━━━ Data for the task

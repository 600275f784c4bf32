//! User repository contract and SQLite implementation.

use crate::model::user::User;
use crate::repo::RepoResult;
use rusqlite::{Connection, OptionalExtension, Row};

/// Repository interface for users. Users are read-only for the engine.
pub trait UserRepository {
    fn list_users(&self) -> RepoResult<Vec<User>>;
    fn get_user(&self, username: &str) -> RepoResult<Option<User>>;
}

/// SQLite-backed user repository.
pub struct SqliteUserRepository<'conn> {
    conn: &'conn Connection,
}

impl<'conn> SqliteUserRepository<'conn> {
    pub fn new(conn: &'conn Connection) -> Self {
        Self { conn }
    }
}

impl UserRepository for SqliteUserRepository<'_> {
    fn list_users(&self) -> RepoResult<Vec<User>> {
        let mut stmt = self
            .conn
            .prepare("SELECT username, name, avatar_url FROM users ORDER BY username ASC;")?;
        let users = stmt
            .query_map([], parse_user_row)?
            .collect::<rusqlite::Result<Vec<_>>>()?;
        Ok(users)
    }

    fn get_user(&self, username: &str) -> RepoResult<Option<User>> {
        let user = self
            .conn
            .query_row(
                "SELECT username, name, avatar_url FROM users WHERE username = ?1;",
                [username],
                parse_user_row,
            )
            .optional()?;
        Ok(user)
    }
}

fn parse_user_row(row: &Row<'_>) -> rusqlite::Result<User> {
    Ok(User {
        username: row.get("username")?,
        name: row.get("name")?,
        avatar_url: row.get("avatar_url")?,
    })
}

━━━━━━

Your objective ->
Where a line of the records has the string "rusqlite", return that line.

Exercise answer ->
use rusqlite::{Connection, OptionalExtension, Row};
            .collect::<rusqlite::Result<Vec<_>>>()?;
fn parse_user_row(row: &Row<'_>) -> rusqlite::Result<User> {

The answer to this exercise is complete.